//! Topological DAG scheduler honoring `max_parallel` and the fail policy.
//!
//! One executor instance serves exactly one run; the ready queue must not
//! leak across nested DAG executions.

use std::collections::{HashSet, VecDeque};
use std::sync::Arc;

use chrono::Utc;
use parking_lot::Mutex;
use serde_json::json;
use tokio::sync::Notify;
use tracing::{info, warn};

use super::pool::DagPool;
use super::{DagRunContext, FailPolicy};
use crate::runner::TaskRunner;
use crate::store::RunStore;
use crate::task::{TaskId, TaskResult, TaskStatus};
use crate::ws::WsLogStreamer;

pub struct DagExecutor {
    runner: Arc<TaskRunner>,
    pool: Arc<DagPool>,
    store: Arc<dyn RunStore>,
    streamer: Arc<WsLogStreamer>,
    ready: Mutex<VecDeque<TaskId>>,
    /// Signaled on: a node becoming ready, a node finishing, FailFast
    /// failure.
    progress: Notify,
}

impl DagExecutor {
    pub fn new(
        runner: Arc<TaskRunner>,
        pool: Arc<DagPool>,
        store: Arc<dyn RunStore>,
        streamer: Arc<WsLogStreamer>,
    ) -> Arc<Self> {
        Arc::new(Self { runner, pool, store, streamer, ready: Mutex::new(VecDeque::new()), progress: Notify::new() })
    }

    /// Run the DAG to completion. Returns `Success` unless any node ended
    /// in a failure-class status.
    pub async fn execute(self: Arc<Self>, ctx: Arc<DagRunContext>) -> TaskResult {
        let max_parallel = ctx.config().max_parallel.max(1) as i32;
        let fail_fast = ctx.config().fail_policy == FailPolicy::FailFast;

        self.seed_ready_queue(&ctx);

        loop {
            // Fill the parallelism budget from the ready queue.
            while ctx.running_count() < max_parallel {
                let id = match self.ready.lock().pop_front() {
                    Some(id) => id,
                    None => break,
                };

                // A node can reach the queue and then be finished or
                // skipped by an upstream failure before we get here; the
                // status gate drops it instead of running it twice.
                if let Some(node) = ctx.graph().get(&id) {
                    if node.status() != TaskStatus::Pending {
                        continue;
                    }
                }

                if fail_fast && ctx.is_failed() {
                    continue;
                }

                self.submit_node(&ctx, id).await;
            }

            {
                let ready = self.ready.lock();
                if ready.is_empty() && ctx.running_count() == 0 {
                    break;
                }
            }

            // Every wake source (new ready node, node finish, FailFast
            // failure) signals `progress`, so sleeping is safe whenever
            // there is neither a ready node nor a finished count to act
            // on.
            let notified = self.progress.notified();
            let wake = {
                let ready = self.ready.lock();
                !ready.is_empty() || ctx.running_count() == 0
            };
            if !wake {
                notified.await;
            }
        }

        let result = if ctx.is_failed() {
            TaskResult::failed("dag failed")
        } else {
            TaskResult::success("")
        };
        ctx.finish(result.ok());
        info!(dag = %ctx.config().dag_id, success = result.ok(), "dag finished");
        result
    }

    fn seed_ready_queue(&self, ctx: &Arc<DagRunContext>) {
        let mut ready = self.ready.lock();
        for node in ctx.graph().nodes() {
            if node.indegree() == 0 {
                ready.push_back(node.id().clone());
                self.streamer.push_task_event(
                    &node.id().value,
                    "dag_node_ready",
                    json!({ "indegree": 0, "run_id": node.id().run_id }),
                    &node.id().run_id,
                );
            }
        }
    }

    async fn submit_node(self: &Arc<Self>, ctx: &Arc<DagRunContext>, id: TaskId) {
        let Some(node) = ctx.graph().get(&id) else {
            return;
        };
        // Second line of defense against the enqueue/skip race.
        if node.status() != TaskStatus::Pending {
            return;
        }

        ctx.set_node_status(&id, TaskStatus::Running);
        ctx.increment_running();
        if !id.run_id.is_empty() {
            if let Err(e) = self.store.mark_task_running(&id.run_id, &id.value, Utc::now().timestamp_millis()).await {
                warn!(task = %id, error = %e, "mark_task_running failed");
            }
        }
        self.streamer.push_task_event(
            &id.value,
            "dag_node_start",
            json!({
                "exec_type": node.runner_cfg().exec_type.as_str(),
                "queue": node.runner_cfg().queue,
                "run_id": id.run_id,
            }),
            &id.run_id,
        );

        // Nested DAG on a pool worker: run in place instead of re-queueing,
        // otherwise the child could wait forever on the worker it occupies.
        if DagPool::is_dag_worker_task() {
            let result = self.runner.run(node.runner_cfg(), None).await;
            self.on_node_finished(ctx, &id, result).await;
            return;
        }

        // Dag/Template nodes hold a worker for the entire child run; make
        // sure a spare exists before they queue.
        if matches!(node.runner_cfg().exec_type, crate::task::TaskExecType::Dag | crate::task::TaskExecType::Template) {
            self.pool.maybe_spawn_worker();
        }

        let priority = node.runner_cfg().priority;
        let executor = Arc::clone(self);
        let ctx = Arc::clone(ctx);
        self.pool.post(
            Box::pin(async move {
                let result = match ctx.graph().get(&id) {
                    Some(node) => executor.runner.run(node.runner_cfg(), None).await,
                    None => TaskResult::failed("node not found in graph"),
                };
                executor.on_node_finished(&ctx, &id, result).await;
            }),
            priority,
        );
    }

    async fn on_node_finished(&self, ctx: &Arc<DagRunContext>, id: &TaskId, result: TaskResult) {
        let Some(node) = ctx.graph().get(id) else {
            ctx.decrement_running();
            self.progress.notify_one();
            return;
        };

        ctx.set_task_result(id, result.clone());
        if !id.run_id.is_empty() {
            if let Err(e) =
                self.store.mark_task_finished(&id.run_id, &id.value, &result, Utc::now().timestamp_millis()).await
            {
                warn!(task = %id, error = %e, "mark_task_finished failed");
            }
        }

        self.streamer.push_task_event(
            &id.value,
            "dag_node_end",
            json!({
                "status": result.status.as_str(),
                "duration_ms": result.duration_ms,
                "exit_code": result.exit_code,
                "run_id": id.run_id,
            }),
            &id.run_id,
        );

        if result.ok() {
            ctx.set_node_status(id, TaskStatus::Success);

            for child_id in node.downstream() {
                let Some(child) = ctx.graph().get(child_id) else {
                    continue;
                };
                if child.status().is_terminal() {
                    continue;
                }
                if child.decrement_indegree() == 0 && child.status() == TaskStatus::Pending {
                    self.ready.lock().push_back(child_id.clone());
                    self.streamer.push_task_event(
                        &child_id.value,
                        "dag_node_ready",
                        json!({ "indegree": 0, "parent": id.value, "run_id": child_id.run_id }),
                        &child_id.run_id,
                    );
                }
            }
        } else {
            let terminal = match result.status {
                TaskStatus::Timeout => TaskStatus::Timeout,
                TaskStatus::Canceled => TaskStatus::Canceled,
                _ => TaskStatus::Failed,
            };
            ctx.set_node_status(id, terminal);
            ctx.mark_failed();

            match ctx.config().fail_policy {
                FailPolicy::FailFast => {
                    // The main loop stops consuming the queue; running
                    // nodes are left to finish naturally.
                    ctx.decrement_running();
                    self.progress.notify_one();
                    return;
                }
                FailPolicy::SkipDownstream => {
                    self.skip_downstream(ctx, id).await;
                }
            }
        }

        ctx.decrement_running();
        self.progress.notify_one();
    }

    /// BFS the transitive downstream of a failed node, marking each
    /// reachable node skipped exactly once.
    async fn skip_downstream(&self, ctx: &Arc<DagRunContext>, failed_id: &TaskId) {
        let Some(failed_node) = ctx.graph().get(failed_id) else {
            return;
        };

        let mut visited: HashSet<String> = HashSet::new();
        let mut to_visit: VecDeque<TaskId> = VecDeque::new();
        for child in failed_node.downstream() {
            if visited.insert(child.value.clone()) {
                to_visit.push_back(child.clone());
            }
        }

        while let Some(child_id) = to_visit.pop_front() {
            let Some(child) = ctx.graph().get(&child_id) else {
                continue;
            };

            // Only pending nodes flip to Skipped; nodes that completed (or
            // are still running) before the failure propagated keep their
            // own outcome. Their downstream is still transitively
            // reachable from the failure, so the walk continues either
            // way.
            if child.status() == TaskStatus::Pending {
                ctx.set_node_status(&child_id, TaskStatus::Skipped);
                ctx.set_task_result(&child_id, TaskResult { status: TaskStatus::Skipped, ..Default::default() });
                if !child_id.run_id.is_empty() {
                    let reason = format!("skip_downstream upstream={}", failed_id.value);
                    if let Err(e) = self
                        .store
                        .mark_task_skipped(&child_id.run_id, &child_id.value, &reason, Utc::now().timestamp_millis())
                        .await
                    {
                        warn!(task = %child_id, error = %e, "mark_task_skipped failed");
                    }
                }
                self.streamer.push_task_event(
                    &child_id.value,
                    "dag_node_skipped",
                    json!({
                        "reason": "skip_downstream",
                        "upstream": failed_id.value,
                        "run_id": child_id.run_id,
                    }),
                    &child_id.run_id,
                );
            }

            for grandchild in child.downstream() {
                if visited.insert(grandchild.value.clone()) {
                    to_visit.push_back(grandchild.clone());
                }
            }
        }
    }
}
------------------------------------
## PROBLEM REQUIREMENTS:
Using the material above, transcribe exactly the lines from the line with "be finished or" to the line with "count to act"; both count, and nothing else goes in.

## TASK SOLUTION:
                // A node can reach the queue and then be finished or
                // skipped by an upstream failure before we get here; the
                // status gate drops it instead of running it twice.
                if let Some(node) = ctx.graph().get(&id) {
                    if node.status() != TaskStatus::Pending {
                        continue;
                    }
                }

                if fail_fast && ctx.is_failed() {
                    continue;
                }

                self.submit_node(&ctx, id).await;
            }

            {
                let ready = self.ready.lock();
                if ready.is_empty() && ctx.running_count() == 0 {
                    break;
                }
            }

            // Every wake source (new ready node, node finish, FailFast
            // failure) signals `progress`, so sleeping is safe whenever
            // there is neither a ready node nor a finished count to act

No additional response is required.